Годы спустя преданный молодой друг, сын Елены Сергеевны Женя Шиловский, составил список «врагов Булгакова», и оказалось, что эта наивная домашняя затея была не совсем напрасной. В годы возрождения имени Булгакова и новой славы объявилось достаточное количество прежде молчавших о нём «друзей». Быть другом или хотя бы дальним знакомцем Булгакова стало не опасно, а лестно. Но когда, считаясь с новым читательским сознанием, некоторые из былых недоброжелателей Булгакова попытались, вспоминая его, обелить себя, Елена Сергеевна не пошла ни на какие компромиссы. Даже В. Шкловскому, близоруко отозвавшемуся на литературные дебюты Булгакова эффектной фразой, что молодой автор напоминает ему «рыжего» у ковра («Гамбургский счёт»), а его успех — лишь «успех вовремя приведённой цитаты» («Наша газета», 1925, 30 мая), близкие писателя никогда не смогли этого простить. Что же говорить об
И. Кремлёве или О. Литовском, которые на склоне лет попытались корректировать историю и задним числом оправдать своё былое отношение к Булгакову! Нет, не напрасно собирал он газетные вырезки.
Обращает на себя внимание, что среди друзей Булгакова или хотя бы близких знакомых, бывавших в его доме, писатели оказались в меньшинстве. Эта среда не стала для него своей. Последние (и творчески самые важные) десять лет он редко ходил в гости. Принимал гостей у себя: бывало и хлебосольно, и весело. «У нас лучший трактир в Москве»,— восклицал, развеселившись, Булгаков. Но хозяин дома был насторожен против случайных знакомств, чувствителен к возможной зависти, наушничеству и т.п.
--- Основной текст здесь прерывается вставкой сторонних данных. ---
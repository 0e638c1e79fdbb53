// Resume document and profile persistence plus their HTTP handlers.
// Documents are replaced wholesale on write (last-write-wins); every edit
// batch goes through the section engine before anything is persisted.

pub mod handlers;
pub mod store;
Характерно, что он охотнее общался с литераторами старшего поколения — В. Вересаевым,
Е. Замятиным, М. Волошиным, А. Ахматовой. Это был тот тип личности, та культура, которая была ему более родственна. Из молодых ближе других оказались ему А. Файко и И. Ильф. С В. Катаевым, Ю. Олешей, Б. Пильняком прочной дружбы не возникло. А. Фадеев навестил его и познакомился с ним лишь в последние месяцы болезни. Тогда же появились в его доме Б. Пастернак,
К. Федин.
Герой «Театрального романа» Максудов, познакомившись с писательским миром на вечеринке, где Измаил Александрович рассказывал о Париже, говорит самому себе «полную правду», лишь когда остаётся один:
«Я вчера видел новый мир, и этот мир мне был противен. Я в него не пойду. Это — чужой мир. Отвратительный мир! Надо держать это в полном секрете, т-сс!».
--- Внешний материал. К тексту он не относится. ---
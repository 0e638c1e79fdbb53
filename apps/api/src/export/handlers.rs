use axum::{
    extract::{Path, Query, State},
    http::header,
    response::{IntoResponse, Response},
    Json,
};
use bytes::Bytes;
use serde::Deserialize;
use uuid::Uuid;

use crate::errors::AppError;
use crate::export::docx::render_docx;
use crate::export::payload::ExportPayload;
use crate::export::pdf::PageFormat;
use crate::resumes::handlers::{into_doc, load_resume, template_fallback_order, UserIdQuery};
use crate::sections::binding::RenderSequence;
use crate::state::AppState;

const DOCX_MIME: &str =
    "application/vnd.openxmlformats-officedocument.wordprocessingml.document";

#[derive(Deserialize, Default)]
pub struct PdfExportRequest {
    #[serde(default)]
    pub format: PageFormat,
    #[serde(default)]
    pub filename: Option<String>,
}

#[derive(Deserialize, Default)]
pub struct DocxExportRequest {
    #[serde(default)]
    pub filename: Option<String>,
}

/// POST /api/v1/resumes/:id/export/pdf
pub async fn handle_export_pdf(
    State(state): State<AppState>,
    Path(id): Path<Uuid>,
    Query(params): Query<UserIdQuery>,
    Json(req): Json<PdfExportRequest>,
) -> Result<Response, AppError> {
    let payload = bound_payload(&state, params.user_id, id).await?;
    let bytes = state.pdf_renderer.render(&payload, req.format).await?;
    let name = export_file_name(req.filename.as_deref(), &payload.title, "pdf");
    Ok(binary_response(bytes, "application/pdf", &name))
}

/// POST /api/v1/resumes/:id/export/docx
pub async fn handle_export_docx(
    State(state): State<AppState>,
    Path(id): Path<Uuid>,
    Query(params): Query<UserIdQuery>,
    Json(req): Json<DocxExportRequest>,
) -> Result<Response, AppError> {
    let payload = bound_payload(&state, params.user_id, id).await?;
    let name = export_file_name(req.filename.as_deref(), &payload.title, "docx");

    let bytes = tokio::task::spawn_blocking(move || render_docx(&payload))
        .await
        .map_err(|e| AppError::Internal(anyhow::anyhow!("DOCX build task failed: {e}")))?
        .map_err(AppError::Internal)?;

    Ok(binary_response(bytes, DOCX_MIME, &name))
}

/// Loads the resume and materializes its bound render sequence.
async fn bound_payload(
    state: &AppState,
    user_id: Uuid,
    id: Uuid,
) -> Result<ExportPayload, AppError> {
    let row = load_resume(state, user_id, id).await?;
    let doc = into_doc(row)?;
    let fallback = template_fallback_order(state, doc.template_id).await;
    let sequence =
        RenderSequence::bind(&doc.content.sections, &doc.content.section_order, &fallback);
    Ok(ExportPayload::from_sequence(
        &doc.title,
        &doc.personal_info,
        &sequence,
    ))
}

fn binary_response(bytes: Bytes, content_type: &str, file_name: &str) -> Response {
    (
        [
            (header::CONTENT_TYPE, content_type.to_string()),
            (
                header::CONTENT_DISPOSITION,
                format!("attachment; filename=\"{file_name}\""),
            ),
        ],
        bytes,
    )
        .into_response()
}

/// Builds the download file name from the custom name or the resume title.
fn export_file_name(custom: Option<&str>, title: &str, extension: &str) -> String {
    let base = custom
        .map(str::trim)
        .filter(|s| !s.is_empty())
        .unwrap_or(title);
    let mut sanitized: String = base
        .chars()
        .map(|c| {
            if c.is_ascii_alphanumeric() || matches!(c, '-' | '_' | '.') {
                c
            } else {
                '-'
            }
        })
        .collect();
    while sanitized.contains("--") {
        sanitized = sanitized.replace("--", "-");
    }
    let sanitized = sanitized.trim_matches('-');
    let base = if sanitized.is_empty() {
        "resume"
    } else {
        sanitized
    };

    let suffix = format!(".{extension}");
    if base.to_ascii_lowercase().ends_with(&suffix) {
        base.to_string()
    } else {
        format!("{base}{suffix}")
    }
}

#[cfg(test)]
mod tests {
    use super::*;

    #[test]
    fn test_file_name_from_title() {
        assert_eq!(
            export_file_name(None, "Backend roles 2026", "pdf"),
            "Backend-roles-2026.pdf"
        );
    }

    #[test]
    fn test_custom_file_name_wins_and_keeps_extension() {
        assert_eq!(
            export_file_name(Some("ada-cv.pdf"), "ignored", "pdf"),
            "ada-cv.pdf"
        );
        assert_eq!(export_file_name(Some("ada cv"), "ignored", "docx"), "ada-cv.docx");
    }

    #[test]
    fn test_hostile_names_are_sanitized() {
        assert_eq!(
            export_file_name(Some("../../etc/passwd"), "ignored", "pdf"),
            "etc-passwd.pdf"
        );
        assert_eq!(export_file_name(Some("\"; rm -rf"), "ignored", "pdf"), "rm-rf.pdf");
    }

    #[test]
    fn test_empty_everything_falls_back() {
        assert_eq!(export_file_name(Some("   "), "", "docx"), "resume.docx");
    }
}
Тщеславие, фанфаронство и зависть — вот что отталкивает героя Булгакова от литературной среды, в какую он попал. И, напротив, первые же впечатления Максудова от театрального мира, таинственного и манящего мира сцены таковы, что герой задумчиво признаёт: «Этот мир мой...»
Чтобы понять настроения Булгакова той поры, мало иметь в виду всем наглядную историю его отречённых пьес и книг. В 1929 году пьесы его были сняты повсюду, и вскоре в выступлении на XVII губернской партконференции драматург Виктор Киршон вёл уже борьбу не с самим списанным со счета Булгаковым, а с «подбулгачниками». (В накале борьбы с кулаками и подкулачниками слово было рассчитано на мгновенный классовый рефлекс.) К весне 1930 года, лишённый, по его выражению, «огня и воды», Булгаков дошёл до погибельного отчаяния. Он искал любую работу, пробовал наниматься рабочим, дворником — его не брали. Он стал думать о том, чтобы застрелиться, носил с собой револьвер.